#### [Extracted data entries]
------------------------------------
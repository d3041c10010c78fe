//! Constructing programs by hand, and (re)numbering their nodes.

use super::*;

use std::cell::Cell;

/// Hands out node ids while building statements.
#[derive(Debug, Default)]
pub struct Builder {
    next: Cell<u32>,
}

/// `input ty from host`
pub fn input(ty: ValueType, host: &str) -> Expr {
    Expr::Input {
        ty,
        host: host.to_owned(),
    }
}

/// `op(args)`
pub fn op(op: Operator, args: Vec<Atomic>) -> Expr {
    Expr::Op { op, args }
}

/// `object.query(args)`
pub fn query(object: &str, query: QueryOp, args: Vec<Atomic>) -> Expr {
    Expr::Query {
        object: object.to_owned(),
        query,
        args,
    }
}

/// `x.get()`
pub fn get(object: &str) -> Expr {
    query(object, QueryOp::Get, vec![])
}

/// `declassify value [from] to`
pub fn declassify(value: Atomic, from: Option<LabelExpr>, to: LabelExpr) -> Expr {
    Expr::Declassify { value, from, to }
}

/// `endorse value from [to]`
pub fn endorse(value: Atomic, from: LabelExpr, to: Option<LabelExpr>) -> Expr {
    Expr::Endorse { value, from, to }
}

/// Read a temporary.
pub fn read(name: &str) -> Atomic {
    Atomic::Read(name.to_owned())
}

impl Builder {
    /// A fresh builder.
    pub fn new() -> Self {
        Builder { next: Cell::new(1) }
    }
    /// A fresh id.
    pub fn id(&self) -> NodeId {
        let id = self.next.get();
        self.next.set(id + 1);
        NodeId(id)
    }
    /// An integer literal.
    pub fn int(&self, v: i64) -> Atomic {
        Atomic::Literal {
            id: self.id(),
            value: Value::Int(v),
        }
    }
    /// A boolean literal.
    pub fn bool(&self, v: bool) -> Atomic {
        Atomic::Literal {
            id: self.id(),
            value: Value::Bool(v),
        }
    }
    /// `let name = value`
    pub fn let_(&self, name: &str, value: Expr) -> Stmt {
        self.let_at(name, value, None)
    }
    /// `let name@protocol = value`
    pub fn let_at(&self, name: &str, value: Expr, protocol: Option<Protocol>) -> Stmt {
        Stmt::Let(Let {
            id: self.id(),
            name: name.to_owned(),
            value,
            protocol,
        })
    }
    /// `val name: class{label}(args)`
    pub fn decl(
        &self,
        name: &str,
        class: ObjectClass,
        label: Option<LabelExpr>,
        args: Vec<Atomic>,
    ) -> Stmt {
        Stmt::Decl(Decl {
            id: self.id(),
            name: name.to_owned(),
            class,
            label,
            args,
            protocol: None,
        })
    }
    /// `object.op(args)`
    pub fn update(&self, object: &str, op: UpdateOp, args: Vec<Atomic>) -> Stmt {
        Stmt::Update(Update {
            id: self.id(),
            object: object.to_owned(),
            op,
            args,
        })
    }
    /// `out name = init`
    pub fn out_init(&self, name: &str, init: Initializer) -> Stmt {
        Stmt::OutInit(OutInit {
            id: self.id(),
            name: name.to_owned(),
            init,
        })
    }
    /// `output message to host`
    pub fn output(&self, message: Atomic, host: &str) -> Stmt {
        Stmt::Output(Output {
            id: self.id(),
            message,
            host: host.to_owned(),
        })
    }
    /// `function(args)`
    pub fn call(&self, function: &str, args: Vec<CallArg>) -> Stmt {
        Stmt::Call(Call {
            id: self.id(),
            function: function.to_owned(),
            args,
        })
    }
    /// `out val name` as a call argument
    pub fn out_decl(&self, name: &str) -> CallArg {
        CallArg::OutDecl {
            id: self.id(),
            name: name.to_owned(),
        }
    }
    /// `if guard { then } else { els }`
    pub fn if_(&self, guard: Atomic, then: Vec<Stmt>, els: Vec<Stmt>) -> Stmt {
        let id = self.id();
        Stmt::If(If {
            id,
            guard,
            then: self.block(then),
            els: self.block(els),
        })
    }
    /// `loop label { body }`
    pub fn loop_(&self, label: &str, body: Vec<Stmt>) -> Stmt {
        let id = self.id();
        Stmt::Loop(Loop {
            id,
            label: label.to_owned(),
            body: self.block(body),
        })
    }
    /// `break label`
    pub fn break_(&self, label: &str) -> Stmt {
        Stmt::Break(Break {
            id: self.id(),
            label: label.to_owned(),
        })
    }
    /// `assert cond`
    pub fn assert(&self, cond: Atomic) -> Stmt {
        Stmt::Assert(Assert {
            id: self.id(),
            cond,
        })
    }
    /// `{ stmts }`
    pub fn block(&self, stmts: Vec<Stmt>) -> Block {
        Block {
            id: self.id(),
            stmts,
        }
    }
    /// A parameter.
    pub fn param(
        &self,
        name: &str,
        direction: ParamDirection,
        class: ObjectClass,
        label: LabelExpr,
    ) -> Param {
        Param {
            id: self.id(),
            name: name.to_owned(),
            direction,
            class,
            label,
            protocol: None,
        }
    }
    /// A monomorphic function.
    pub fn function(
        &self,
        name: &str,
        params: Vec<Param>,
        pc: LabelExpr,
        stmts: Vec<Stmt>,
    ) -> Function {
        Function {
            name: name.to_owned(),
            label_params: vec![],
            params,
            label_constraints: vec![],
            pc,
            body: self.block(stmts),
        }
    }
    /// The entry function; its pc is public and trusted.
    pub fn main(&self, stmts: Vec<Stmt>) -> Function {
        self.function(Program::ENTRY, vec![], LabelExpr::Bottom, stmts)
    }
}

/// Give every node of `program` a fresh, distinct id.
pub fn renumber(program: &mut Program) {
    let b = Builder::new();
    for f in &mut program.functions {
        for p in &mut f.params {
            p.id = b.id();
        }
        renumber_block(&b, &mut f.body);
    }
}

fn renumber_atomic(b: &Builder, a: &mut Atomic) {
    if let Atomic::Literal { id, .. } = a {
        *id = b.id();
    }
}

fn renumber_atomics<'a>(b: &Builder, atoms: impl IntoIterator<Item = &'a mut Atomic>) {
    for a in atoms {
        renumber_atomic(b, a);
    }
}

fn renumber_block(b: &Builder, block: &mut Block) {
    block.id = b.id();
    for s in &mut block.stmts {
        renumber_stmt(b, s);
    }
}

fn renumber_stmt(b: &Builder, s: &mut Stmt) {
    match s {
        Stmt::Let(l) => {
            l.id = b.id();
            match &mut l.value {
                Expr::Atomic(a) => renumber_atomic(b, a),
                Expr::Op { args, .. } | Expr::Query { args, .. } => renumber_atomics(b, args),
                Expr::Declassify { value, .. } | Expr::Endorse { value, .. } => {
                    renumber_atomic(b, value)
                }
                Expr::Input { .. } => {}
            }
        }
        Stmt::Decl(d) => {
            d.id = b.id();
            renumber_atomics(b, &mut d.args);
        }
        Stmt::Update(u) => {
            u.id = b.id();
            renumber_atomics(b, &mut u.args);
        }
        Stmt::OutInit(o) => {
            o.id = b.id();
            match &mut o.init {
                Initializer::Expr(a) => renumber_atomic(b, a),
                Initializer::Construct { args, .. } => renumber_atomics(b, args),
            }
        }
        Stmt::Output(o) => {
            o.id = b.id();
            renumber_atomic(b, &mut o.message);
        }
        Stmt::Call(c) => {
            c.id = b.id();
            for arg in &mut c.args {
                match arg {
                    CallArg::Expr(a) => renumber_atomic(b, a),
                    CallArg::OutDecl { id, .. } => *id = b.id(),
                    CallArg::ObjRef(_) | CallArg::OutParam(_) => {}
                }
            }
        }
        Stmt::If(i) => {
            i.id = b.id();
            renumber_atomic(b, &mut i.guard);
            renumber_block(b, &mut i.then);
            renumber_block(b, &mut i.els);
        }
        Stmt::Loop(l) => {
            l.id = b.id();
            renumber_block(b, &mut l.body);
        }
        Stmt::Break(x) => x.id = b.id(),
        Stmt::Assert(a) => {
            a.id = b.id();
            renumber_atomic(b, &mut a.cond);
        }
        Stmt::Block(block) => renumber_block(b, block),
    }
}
------------------------------------
#### [What the task requires]
Where in the records above does the word "next" appear? Copy each line that holds it.

#### [Reply]
    next: Cell<u32>,
        Builder { next: Cell::new(1) }
        let id = self.next.get();
        self.next.set(id + 1);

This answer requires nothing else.